• [Instructions for the task]:
All of the entries need to be written out again, exactly as they are.

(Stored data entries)
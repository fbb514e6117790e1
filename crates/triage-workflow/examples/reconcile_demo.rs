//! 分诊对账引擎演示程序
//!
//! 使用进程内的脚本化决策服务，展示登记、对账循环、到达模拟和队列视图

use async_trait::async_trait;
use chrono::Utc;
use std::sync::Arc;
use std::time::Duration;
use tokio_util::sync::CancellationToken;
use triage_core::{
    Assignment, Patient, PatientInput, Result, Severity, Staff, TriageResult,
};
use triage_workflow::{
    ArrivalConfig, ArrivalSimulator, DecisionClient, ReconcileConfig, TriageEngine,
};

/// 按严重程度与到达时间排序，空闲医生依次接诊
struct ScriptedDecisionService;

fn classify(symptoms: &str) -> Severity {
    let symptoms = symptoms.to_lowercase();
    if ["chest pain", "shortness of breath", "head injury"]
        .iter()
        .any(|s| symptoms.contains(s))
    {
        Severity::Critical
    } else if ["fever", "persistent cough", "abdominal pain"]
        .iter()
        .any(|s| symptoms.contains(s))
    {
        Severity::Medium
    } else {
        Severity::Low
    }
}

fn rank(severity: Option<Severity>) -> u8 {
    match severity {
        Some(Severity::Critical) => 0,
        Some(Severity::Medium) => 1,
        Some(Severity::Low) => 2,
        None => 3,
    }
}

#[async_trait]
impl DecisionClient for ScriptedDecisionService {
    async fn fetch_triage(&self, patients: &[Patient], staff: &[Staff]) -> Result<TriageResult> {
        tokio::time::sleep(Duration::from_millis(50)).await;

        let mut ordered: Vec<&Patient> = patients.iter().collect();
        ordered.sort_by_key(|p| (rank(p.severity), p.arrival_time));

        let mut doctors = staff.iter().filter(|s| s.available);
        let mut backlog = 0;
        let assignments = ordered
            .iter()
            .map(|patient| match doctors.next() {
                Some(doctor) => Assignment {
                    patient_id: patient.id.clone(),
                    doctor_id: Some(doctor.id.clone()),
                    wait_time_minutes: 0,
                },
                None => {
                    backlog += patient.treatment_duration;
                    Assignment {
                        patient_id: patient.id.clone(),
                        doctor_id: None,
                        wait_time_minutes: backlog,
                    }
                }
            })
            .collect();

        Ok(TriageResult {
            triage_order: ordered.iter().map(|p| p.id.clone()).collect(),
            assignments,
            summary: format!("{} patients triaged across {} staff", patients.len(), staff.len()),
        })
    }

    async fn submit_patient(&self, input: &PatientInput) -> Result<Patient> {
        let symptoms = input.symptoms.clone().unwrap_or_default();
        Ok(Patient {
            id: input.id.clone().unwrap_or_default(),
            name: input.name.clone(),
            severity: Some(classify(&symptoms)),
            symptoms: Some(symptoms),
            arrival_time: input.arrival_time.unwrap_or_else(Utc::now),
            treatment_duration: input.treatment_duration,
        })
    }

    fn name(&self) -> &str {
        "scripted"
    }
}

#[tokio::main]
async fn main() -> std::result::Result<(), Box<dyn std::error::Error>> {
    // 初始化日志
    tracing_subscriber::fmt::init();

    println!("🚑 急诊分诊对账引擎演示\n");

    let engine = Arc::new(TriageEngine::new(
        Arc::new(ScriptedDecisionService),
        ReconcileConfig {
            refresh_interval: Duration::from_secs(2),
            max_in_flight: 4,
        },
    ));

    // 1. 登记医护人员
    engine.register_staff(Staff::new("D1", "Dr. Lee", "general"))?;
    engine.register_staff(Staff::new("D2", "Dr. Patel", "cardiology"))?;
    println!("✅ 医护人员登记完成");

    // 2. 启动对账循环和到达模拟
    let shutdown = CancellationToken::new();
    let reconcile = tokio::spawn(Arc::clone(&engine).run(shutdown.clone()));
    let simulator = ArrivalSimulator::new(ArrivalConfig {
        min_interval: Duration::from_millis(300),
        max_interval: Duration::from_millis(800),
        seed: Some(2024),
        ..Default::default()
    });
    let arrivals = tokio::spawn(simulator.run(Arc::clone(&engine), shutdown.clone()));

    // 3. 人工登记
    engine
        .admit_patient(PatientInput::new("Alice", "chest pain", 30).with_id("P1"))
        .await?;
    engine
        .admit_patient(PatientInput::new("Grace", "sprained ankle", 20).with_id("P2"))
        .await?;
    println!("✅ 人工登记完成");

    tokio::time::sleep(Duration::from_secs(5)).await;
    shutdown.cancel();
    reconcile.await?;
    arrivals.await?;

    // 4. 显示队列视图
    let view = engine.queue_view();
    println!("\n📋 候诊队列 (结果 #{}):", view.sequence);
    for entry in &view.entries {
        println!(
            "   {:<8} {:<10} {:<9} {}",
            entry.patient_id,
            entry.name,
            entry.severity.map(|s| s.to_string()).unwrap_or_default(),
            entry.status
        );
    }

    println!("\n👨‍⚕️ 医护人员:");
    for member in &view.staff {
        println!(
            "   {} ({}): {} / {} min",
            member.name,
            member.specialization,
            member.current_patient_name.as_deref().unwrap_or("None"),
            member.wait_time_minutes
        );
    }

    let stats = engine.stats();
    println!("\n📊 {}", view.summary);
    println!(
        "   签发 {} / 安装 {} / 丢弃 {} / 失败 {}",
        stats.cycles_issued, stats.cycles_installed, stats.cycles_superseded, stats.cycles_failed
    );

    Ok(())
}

• [Written solution]:
repository fbb514e6117790e1
filename crates/triage-workflow/examples/reconcile_demo.rs
//! 分诊对账引擎演示程序
//!
//! 使用进程内的脚本化决策服务，展示登记、对账循环、到达模拟和队列视图

use async_trait::async_trait;
use chrono::Utc;
use std::sync::Arc;
use std::time::Duration;
use tokio_util::sync::CancellationToken;
use triage_core::{
    Assignment, Patient, PatientInput, Result, Severity, Staff, TriageResult,
};
use triage_workflow::{
    ArrivalConfig, ArrivalSimulator, DecisionClient, ReconcileConfig, TriageEngine,
};

/// 按严重程度与到达时间排序，空闲医生依次接诊
struct ScriptedDecisionService;

fn classify(symptoms: &str) -> Severity {
    let symptoms = symptoms.to_lowercase();
    if ["chest pain", "shortness of breath", "head injury"]
        .iter()
        .any(|s| symptoms.contains(s))
    {
        Severity::Critical
    } else if ["fever", "persistent cough", "abdominal pain"]
        .iter()
        .any(|s| symptoms.contains(s))
    {
        Severity::Medium
    } else {
        Severity::Low
    }
}

fn rank(severity: Option<Severity>) -> u8 {
    match severity {
        Some(Severity::Critical) => 0,
        Some(Severity::Medium) => 1,
        Some(Severity::Low) => 2,
        None => 3,
    }
}

#[async_trait]
impl DecisionClient for ScriptedDecisionService {
    async fn fetch_triage(&self, patients: &[Patient], staff: &[Staff]) -> Result<TriageResult> {
        tokio::time::sleep(Duration::from_millis(50)).await;

        let mut ordered: Vec<&Patient> = patients.iter().collect();
        ordered.sort_by_key(|p| (rank(p.severity), p.arrival_time));

        let mut doctors = staff.iter().filter(|s| s.available);
        let mut backlog = 0;
        let assignments = ordered
            .iter()
            .map(|patient| match doctors.next() {
                Some(doctor) => Assignment {
                    patient_id: patient.id.clone(),
                    doctor_id: Some(doctor.id.clone()),
                    wait_time_minutes: 0,
                },
                None => {
                    backlog += patient.treatment_duration;
                    Assignment {
                        patient_id: patient.id.clone(),
                        doctor_id: None,
                        wait_time_minutes: backlog,
                    }
                }
            })
            .collect();

        Ok(TriageResult {
            triage_order: ordered.iter().map(|p| p.id.clone()).collect(),
            assignments,
            summary: format!("{} patients triaged across {} staff", patients.len(), staff.len()),
        })
    }

    async fn submit_patient(&self, input: &PatientInput) -> Result<Patient> {
        let symptoms = input.symptoms.clone().unwrap_or_default();
        Ok(Patient {
            id: input.id.clone().unwrap_or_default(),
            name: input.name.clone(),
            severity: Some(classify(&symptoms)),
            symptoms: Some(symptoms),
            arrival_time: input.arrival_time.unwrap_or_else(Utc::now),
            treatment_duration: input.treatment_duration,
        })
    }

    fn name(&self) -> &str {
        "scripted"
    }
}

#[tokio::main]
async fn main() -> std::result::Result<(), Box<dyn std::error::Error>> {
    // 初始化日志
    tracing_subscriber::fmt::init();

    println!("🚑 急诊分诊对账引擎演示\n");

    let engine = Arc::new(TriageEngine::new(
        Arc::new(ScriptedDecisionService),
        ReconcileConfig {
            refresh_interval: Duration::from_secs(2),
            max_in_flight: 4,
        },
    ));

    // 1. 登记医护人员
    engine.register_staff(Staff::new("D1", "Dr. Lee", "general"))?;
    engine.register_staff(Staff::new("D2", "Dr. Patel", "cardiology"))?;
    println!("✅ 医护人员登记完成");

    // 2. 启动对账循环和到达模拟
    let shutdown = CancellationToken::new();
    let reconcile = tokio::spawn(Arc::clone(&engine).run(shutdown.clone()));
    let simulator = ArrivalSimulator::new(ArrivalConfig {
        min_interval: Duration::from_millis(300),
        max_interval: Duration::from_millis(800),
        seed: Some(2024),
        ..Default::default()
    });
    let arrivals = tokio::spawn(simulator.run(Arc::clone(&engine), shutdown.clone()));

    // 3. 人工登记
    engine
        .admit_patient(PatientInput::new("Alice", "chest pain", 30).with_id("P1"))
        .await?;
    engine
        .admit_patient(PatientInput::new("Grace", "sprained ankle", 20).with_id("P2"))
        .await?;
    println!("✅ 人工登记完成");

    tokio::time::sleep(Duration::from_secs(5)).await;
    shutdown.cancel();
    reconcile.await?;
    arrivals.await?;

    // 4. 显示队列视图
    let view = engine.queue_view();
    println!("\n📋 候诊队列 (结果 #{}):", view.sequence);
    for entry in &view.entries {
        println!(
            "   {:<8} {:<10} {:<9} {}",
            entry.patient_id,
            entry.name,
            entry.severity.map(|s| s.to_string()).unwrap_or_default(),
            entry.status
        );
    }

    println!("\n👨‍⚕️ 医护人员:");
    for member in &view.staff {
        println!(
            "   {} ({}): {} / {} min",
            member.name,
            member.specialization,
            member.current_patient_name.as_deref().unwrap_or("None"),
            member.wait_time_minutes
        );
    }

    let stats = engine.stats();
    println!("\n📊 {}", view.summary);
    println!(
        "   签发 {} / 安装 {} / 丢弃 {} / 失败 {}",
        stats.cycles_issued, stats.cycles_installed, stats.cycles_superseded, stats.cycles_failed
    );

    Ok(())
}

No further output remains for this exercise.